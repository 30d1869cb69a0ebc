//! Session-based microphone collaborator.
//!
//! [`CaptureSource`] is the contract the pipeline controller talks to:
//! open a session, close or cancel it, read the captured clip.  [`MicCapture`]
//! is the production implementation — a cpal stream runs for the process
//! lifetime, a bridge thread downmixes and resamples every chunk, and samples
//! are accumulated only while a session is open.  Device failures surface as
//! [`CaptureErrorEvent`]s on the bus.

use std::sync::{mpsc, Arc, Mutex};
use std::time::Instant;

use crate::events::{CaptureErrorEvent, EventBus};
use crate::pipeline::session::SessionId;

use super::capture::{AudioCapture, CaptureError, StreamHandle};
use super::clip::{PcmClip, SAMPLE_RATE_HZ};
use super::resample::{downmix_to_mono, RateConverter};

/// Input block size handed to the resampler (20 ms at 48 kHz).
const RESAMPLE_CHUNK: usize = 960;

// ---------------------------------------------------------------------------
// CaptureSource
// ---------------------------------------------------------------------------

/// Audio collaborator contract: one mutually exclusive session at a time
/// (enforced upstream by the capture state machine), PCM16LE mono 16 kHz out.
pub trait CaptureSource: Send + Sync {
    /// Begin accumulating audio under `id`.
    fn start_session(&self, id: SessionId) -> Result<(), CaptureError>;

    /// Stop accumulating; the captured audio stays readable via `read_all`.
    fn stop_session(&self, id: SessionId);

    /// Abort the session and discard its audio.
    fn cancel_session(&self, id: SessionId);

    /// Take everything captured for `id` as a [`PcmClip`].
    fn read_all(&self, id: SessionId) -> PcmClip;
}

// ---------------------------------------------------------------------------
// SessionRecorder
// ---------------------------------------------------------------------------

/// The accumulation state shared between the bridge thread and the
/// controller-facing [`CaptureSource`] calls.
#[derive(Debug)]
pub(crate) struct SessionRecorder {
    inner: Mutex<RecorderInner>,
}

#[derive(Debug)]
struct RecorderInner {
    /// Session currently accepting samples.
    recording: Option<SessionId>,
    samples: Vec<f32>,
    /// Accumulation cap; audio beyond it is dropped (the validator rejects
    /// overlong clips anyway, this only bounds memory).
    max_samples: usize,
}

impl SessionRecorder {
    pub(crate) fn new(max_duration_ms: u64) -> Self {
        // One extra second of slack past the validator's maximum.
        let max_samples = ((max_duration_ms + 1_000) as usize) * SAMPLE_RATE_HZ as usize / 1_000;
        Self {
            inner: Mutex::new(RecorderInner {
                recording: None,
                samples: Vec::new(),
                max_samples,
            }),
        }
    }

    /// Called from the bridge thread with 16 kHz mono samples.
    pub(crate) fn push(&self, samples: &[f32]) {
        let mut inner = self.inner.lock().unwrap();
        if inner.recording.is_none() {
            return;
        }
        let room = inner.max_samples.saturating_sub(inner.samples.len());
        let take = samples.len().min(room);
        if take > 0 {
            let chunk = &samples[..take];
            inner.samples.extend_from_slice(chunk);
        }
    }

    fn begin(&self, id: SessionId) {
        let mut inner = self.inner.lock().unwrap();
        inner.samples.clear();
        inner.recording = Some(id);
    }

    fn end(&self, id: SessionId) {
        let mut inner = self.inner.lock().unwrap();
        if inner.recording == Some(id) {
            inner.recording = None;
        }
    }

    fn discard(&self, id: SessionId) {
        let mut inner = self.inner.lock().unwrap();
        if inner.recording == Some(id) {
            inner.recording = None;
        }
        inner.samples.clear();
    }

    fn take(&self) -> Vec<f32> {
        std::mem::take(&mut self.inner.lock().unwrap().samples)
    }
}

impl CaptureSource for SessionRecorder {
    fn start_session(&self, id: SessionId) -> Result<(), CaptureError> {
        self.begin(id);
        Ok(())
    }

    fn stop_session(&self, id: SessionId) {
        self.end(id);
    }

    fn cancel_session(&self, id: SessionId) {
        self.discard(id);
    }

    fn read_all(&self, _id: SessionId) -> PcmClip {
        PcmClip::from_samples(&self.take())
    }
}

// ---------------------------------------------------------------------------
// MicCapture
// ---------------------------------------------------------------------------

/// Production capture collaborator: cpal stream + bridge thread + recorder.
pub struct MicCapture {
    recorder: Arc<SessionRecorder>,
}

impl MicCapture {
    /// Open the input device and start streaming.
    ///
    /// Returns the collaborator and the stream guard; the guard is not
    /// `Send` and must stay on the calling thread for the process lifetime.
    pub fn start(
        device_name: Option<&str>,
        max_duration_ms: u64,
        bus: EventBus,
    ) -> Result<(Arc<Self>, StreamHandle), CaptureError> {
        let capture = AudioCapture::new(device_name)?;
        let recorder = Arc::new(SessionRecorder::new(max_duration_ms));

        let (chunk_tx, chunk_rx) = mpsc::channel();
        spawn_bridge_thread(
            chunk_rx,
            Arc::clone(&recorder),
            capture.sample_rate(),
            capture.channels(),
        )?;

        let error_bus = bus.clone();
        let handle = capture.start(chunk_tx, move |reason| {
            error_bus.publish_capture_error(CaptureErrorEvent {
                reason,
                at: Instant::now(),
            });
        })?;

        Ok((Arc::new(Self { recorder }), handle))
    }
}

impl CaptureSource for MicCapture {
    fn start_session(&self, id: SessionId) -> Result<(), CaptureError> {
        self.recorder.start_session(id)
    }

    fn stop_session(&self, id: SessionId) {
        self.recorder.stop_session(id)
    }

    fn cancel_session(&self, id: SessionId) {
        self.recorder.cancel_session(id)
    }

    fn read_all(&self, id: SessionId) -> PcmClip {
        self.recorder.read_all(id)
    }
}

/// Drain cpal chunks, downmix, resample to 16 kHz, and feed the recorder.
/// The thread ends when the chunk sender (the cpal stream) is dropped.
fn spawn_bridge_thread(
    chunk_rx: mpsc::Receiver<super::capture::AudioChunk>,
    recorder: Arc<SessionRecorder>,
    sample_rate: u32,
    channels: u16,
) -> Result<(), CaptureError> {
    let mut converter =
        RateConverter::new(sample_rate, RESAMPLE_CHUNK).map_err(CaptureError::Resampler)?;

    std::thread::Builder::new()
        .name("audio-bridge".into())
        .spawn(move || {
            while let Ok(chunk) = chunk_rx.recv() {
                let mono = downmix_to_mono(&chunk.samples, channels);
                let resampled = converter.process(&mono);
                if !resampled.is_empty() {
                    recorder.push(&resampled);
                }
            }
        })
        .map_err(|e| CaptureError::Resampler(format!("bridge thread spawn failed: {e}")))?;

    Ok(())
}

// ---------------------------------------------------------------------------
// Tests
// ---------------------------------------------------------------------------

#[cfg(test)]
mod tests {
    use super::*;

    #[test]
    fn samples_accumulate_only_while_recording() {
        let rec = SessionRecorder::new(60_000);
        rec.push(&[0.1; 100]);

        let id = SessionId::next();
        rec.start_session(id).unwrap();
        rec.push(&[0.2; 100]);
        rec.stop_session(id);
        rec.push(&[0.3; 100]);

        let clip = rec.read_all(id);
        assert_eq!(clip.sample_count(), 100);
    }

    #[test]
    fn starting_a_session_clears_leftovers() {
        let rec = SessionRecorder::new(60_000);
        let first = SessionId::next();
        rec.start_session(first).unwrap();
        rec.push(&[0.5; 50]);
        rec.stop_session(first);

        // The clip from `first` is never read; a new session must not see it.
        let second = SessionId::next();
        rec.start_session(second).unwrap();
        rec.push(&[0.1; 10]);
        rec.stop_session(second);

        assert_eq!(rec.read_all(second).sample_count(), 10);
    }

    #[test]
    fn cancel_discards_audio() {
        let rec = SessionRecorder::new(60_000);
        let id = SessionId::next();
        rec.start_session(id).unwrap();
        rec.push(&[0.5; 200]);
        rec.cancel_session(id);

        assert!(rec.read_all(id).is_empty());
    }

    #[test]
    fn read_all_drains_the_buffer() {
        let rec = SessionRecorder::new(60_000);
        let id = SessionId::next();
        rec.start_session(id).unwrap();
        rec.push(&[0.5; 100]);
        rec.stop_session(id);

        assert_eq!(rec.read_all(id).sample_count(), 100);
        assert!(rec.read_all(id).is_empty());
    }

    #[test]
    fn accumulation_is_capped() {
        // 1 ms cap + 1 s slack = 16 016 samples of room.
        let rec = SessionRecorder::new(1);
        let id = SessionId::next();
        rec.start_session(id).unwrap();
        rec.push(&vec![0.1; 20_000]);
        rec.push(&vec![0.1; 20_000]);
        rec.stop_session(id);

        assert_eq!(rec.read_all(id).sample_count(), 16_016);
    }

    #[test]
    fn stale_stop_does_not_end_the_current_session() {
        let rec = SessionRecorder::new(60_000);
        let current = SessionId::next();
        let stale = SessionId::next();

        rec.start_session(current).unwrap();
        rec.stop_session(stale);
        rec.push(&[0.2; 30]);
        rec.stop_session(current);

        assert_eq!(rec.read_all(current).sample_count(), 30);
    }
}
◇ ◇ ◇ ◇ ◇
Please transcribe the lines from the one containing "rec.push(&[0.5; 200]);" through the last line of the records. Include both ends and nothing else.

        rec.push(&[0.5; 200]);
        rec.cancel_session(id);

        assert!(rec.read_all(id).is_empty());
    }

    #[test]
    fn read_all_drains_the_buffer() {
        let rec = SessionRecorder::new(60_000);
        let id = SessionId::next();
        rec.start_session(id).unwrap();
        rec.push(&[0.5; 100]);
        rec.stop_session(id);

        assert_eq!(rec.read_all(id).sample_count(), 100);
        assert!(rec.read_all(id).is_empty());
    }

    #[test]
    fn accumulation_is_capped() {
        // 1 ms cap + 1 s slack = 16 016 samples of room.
        let rec = SessionRecorder::new(1);
        let id = SessionId::next();
        rec.start_session(id).unwrap();
        rec.push(&vec![0.1; 20_000]);
        rec.push(&vec![0.1; 20_000]);
        rec.stop_session(id);

        assert_eq!(rec.read_all(id).sample_count(), 16_016);
    }

    #[test]
    fn stale_stop_does_not_end_the_current_session() {
        let rec = SessionRecorder::new(60_000);
        let current = SessionId::next();
        let stale = SessionId::next();

        rec.start_session(current).unwrap();
        rec.stop_session(stale);
        rec.push(&[0.2; 30]);
        rec.stop_session(current);

        assert_eq!(rec.read_all(current).sample_count(), 30);
    }
}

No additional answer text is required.